■ What this task involves
The records below hold a stretch from the line with "next sequential key" through the line with "fn default() ->"; return exactly those lines, ends included, and nothing more.

■ Dataset records
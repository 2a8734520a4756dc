use serde::{Deserialize, Serialize};
use std::fmt;

/// Session-local node identifier
///
/// Unique within one in-memory document. Keys are regenerated on every load
/// and are never written into the node tree of canonical JSON.
#[derive(Debug, Clone, PartialEq, Eq, Hash, PartialOrd, Ord, Serialize, Deserialize)]
#[serde(transparent)]
pub struct NodeKey(String);

impl NodeKey {
    /// Placeholder carried by detached nodes until a document adopts them
    pub fn unassigned() -> Self {
        Self(String::new())
    }

    pub fn is_assigned(&self) -> bool {
        !self.0.is_empty()
    }

    pub fn as_str(&self) -> &str {
        &self.0
    }
}

impl fmt::Display for NodeKey {
    fn fmt(&self, f: &mut fmt::Formatter<'_>) -> fmt::Result {
        f.write_str(&self.0)
    }
}

impl From<&str> for NodeKey {
    fn from(value: &str) -> Self {
        Self(value.to_string())
    }
}

impl From<String> for NodeKey {
    fn from(value: String) -> Self {
        Self(value)
    }
}

/// Sequential key generator for the nodes of one document
#[derive(Debug, Clone)]
pub struct KeyGenerator {
    seed: String,
    count: u32,
}

impl KeyGenerator {
    pub fn new() -> Self {
        Self::from_seed("n")
    }

    pub fn from_seed(seed: impl Into<String>) -> Self {
        Self {
            seed: seed.into(),
            count: 0,
        }
    }

    /// Generate next sequential key
    pub fn next_key(&mut self) -> NodeKey {
        self.count += 1;
        NodeKey(format!("{}-{}", self.seed, self.count))
    }

    /// Generate a uid for a poll option
    pub fn next_uid(&mut self) -> String {
        self.count += 1;
        format!("{}-opt-{}", self.seed, self.count)
    }

    pub fn seed(&self) -> &str {
        &self.seed
    }
}

impl Default for KeyGenerator {
    fn default() -> Self {
        Self::new()
    }
}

■ Result for this task
    /// Generate next sequential key
    pub fn next_key(&mut self) -> NodeKey {
        self.count += 1;
        NodeKey(format!("{}-{}", self.seed, self.count))
    }

    /// Generate a uid for a poll option
    pub fn next_uid(&mut self) -> String {
        self.count += 1;
        format!("{}-opt-{}", self.seed, self.count)
    }

    pub fn seed(&self) -> &str {
        &self.seed
    }
}

impl Default for KeyGenerator {
    fn default() -> Self {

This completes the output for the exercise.